On 14 January 2021, the recruitment team at °1824 promoted an open role at the company through a TikTok video, inviting viewers to apply. However, the recruitment process had a jarring twist. Interested candidates had to apply using the hashtag #1824Next with a video showcasing why they were a good fit for the team. Similarly, HBO amassed more than 300 applications for a summer internship using the hashtag #HBOMaxsummerintern. With more than 10.5 million and 2.4 million views on the respective hashtags to date, °1824 and HBO essentially signalled the onset of a new generation of recruitment channels via TikTok.
The overlap of careers with TikTok, however, isn’t a new frontier of job recruitments. According to ByteDance, the Beijing-based company that owns TikTok, #careeradvice gained serious momentum in the first few months of 2021—growing to more than 80 million views per day by mid-February. The popular hashtag features tons of ‘career babes’ sharing tips for landing internships, acing job interviews and improving resumes.
In March 2021, The Washington Post went as far as declaring TikTok to be a “fast-emerging force in the job search ecosystem at a time when unemployment remains high, a new generation looks for their first jobs and pandemic isolation leads to hours of mindless scrolling.” The publication further highlighted the company’s efforts in cultivating career-related videos along with other how-to content areas such as financial advice, skills and home DIYs. TikTok also announced a $50 million Creator Fund last year, in support of educational content creators.
“We want people to turn to TikTok not just for entertainment, but to learn something new—to acquire a new skill or simply get inspired to do something they’ve never done before,” TikTok wrote in a blog post in June 2020, embarking on an interesting evolution by leveraging its heritage of entertainment to make the platform more useful to the lives of its users. “People are already doing this, and it’s a trend we want to get behind and accelerate,” the company added.
This shift, however, isn’t free of hiccups. If a company chooses to recruit via TikTok, as °1824 did with its call out, critics expect various biases to come into play. “If your skin is a different colour or English isn’t your first language, those are potential areas that companies can discriminate on,” said Natasha Makovora, a recruitment marketing specialist at The Employer Brand Shop. In an interview with Rewire, Makovora highlighted how this would be an important consideration although various organisations are being trained on unconscious bias and racism.
Another con, in this case, would be users losing out on opportunities over ‘unprofessional’ posts in case the employers decide to snoop into their public TikTok accounts. It may be worth setting up a secondary account for professional purposes only on TikTok—there goes a piece of advice you probably never thought you’d hear before.

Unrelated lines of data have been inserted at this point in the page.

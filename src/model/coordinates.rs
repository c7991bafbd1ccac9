//! Structural identity of a file within a backing store.

use super::{derive_identity, ArtifactId, Identifiable};
use serde::{Deserialize, Serialize};
use std::fmt;

/// The minimal information needed to find a file within any source.
///
/// Equality is field-wise and ordering is lexicographic on
/// `(real_path, filesystem_id)`, which is exactly the derived order.
#[derive(Debug, Clone, Default, PartialEq, Eq, Hash, PartialOrd, Ord, Serialize, Deserialize)]
pub struct Coordinates {
    /// Path whose every ancestor is free of symlinks and hardlinks
    #[serde(rename = "path")]
    pub real_path: String,
    /// Backing filesystem (e.g. an image layer digest); empty for single-filesystem sources
    #[serde(rename = "layerID", default, skip_serializing_if = "String::is_empty")]
    pub filesystem_id: String,
}

impl Coordinates {
    /// Create coordinates for a path within a filesystem.
    pub fn new(real_path: impl Into<String>, filesystem_id: impl Into<String>) -> Self {
        Self {
            real_path: real_path.into(),
            filesystem_id: filesystem_id.into(),
        }
    }
}

impl Identifiable for Coordinates {
    fn id(&self) -> ArtifactId {
        derive_identity(self)
    }
}

impl fmt::Display for Coordinates {
    fn fmt(&self, f: &mut fmt::Formatter<'_>) -> fmt::Result {
        write!(f, "Location<RealPath={:?}", self.real_path)?;
        if !self.filesystem_id.is_empty() {
            write!(f, " Layer={:?}", self.filesystem_id)?;
        }
        f.write_str(">")
    }
}

#[cfg(test)]
mod tests {
    use super::*;
    use std::cmp::Ordering;

    #[test]
    fn test_ordering_is_path_then_filesystem() {
        let a = Coordinates::new("a", "z");
        let b = Coordinates::new("b", "a");
        let a2 = Coordinates::new("a", "zz");
        assert_eq!(a.cmp(&b), Ordering::Less);
        assert_eq!(a.cmp(&a2), Ordering::Less);
        assert_eq!(a.cmp(&a.clone()), Ordering::Equal);
    }

    #[test]
    fn test_encoding_omits_empty_layer() {
        let c = Coordinates::new("etc/passwd", "");
        assert_eq!(
            serde_json::to_string(&c).unwrap(),
            r#"{"path":"etc/passwd"}"#
        );

        let c = Coordinates::new("etc/passwd", "sha256:abc");
        assert_eq!(
            serde_json::to_string(&c).unwrap(),
            r#"{"path":"etc/passwd","layerID":"sha256:abc"}"#
        );

        let back: Coordinates = serde_json::from_str(r#"{"path":"etc/passwd"}"#).unwrap();
        assert_eq!(back, Coordinates::new("etc/passwd", ""));
    }

    #[test]
    fn test_display() {
        assert_eq!(
            Coordinates::new("a/b", "").to_string(),
            r#"Location<RealPath="a/b">"#
        );
        assert_eq!(
            Coordinates::new("a/b", "l1").to_string(),
            r#"Location<RealPath="a/b" Layer="l1">"#
        );
    }

    #[test]
    fn test_identity_distinguishes_layers() {
        let a = Coordinates::new("a/b", "");
        let b = Coordinates::new("a/b", "layer");
        assert_eq!(a.id(), Coordinates::new("a/b", "").id());
        assert_ne!(a.id(), b.id());
    }
}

Although the upcoming features in this regard render TikTok as a dubious pioneer of the next generation of recruitment, let’s not forget how 62 per cent of TikTok users are gen Zers who spend an average of 52 minutes per day on the platform. With video resumes offering the epitome of relatability on a video-first entertainment platform, TikTok might just prove to be a great way for brands to reach the demographic they’re increasingly looking to hire. And with new trends in the making as we speak, I bet witnessing gen Z pitching themselves to a recruiter on TikTok will be as entertaining as the content we currently watch on the app.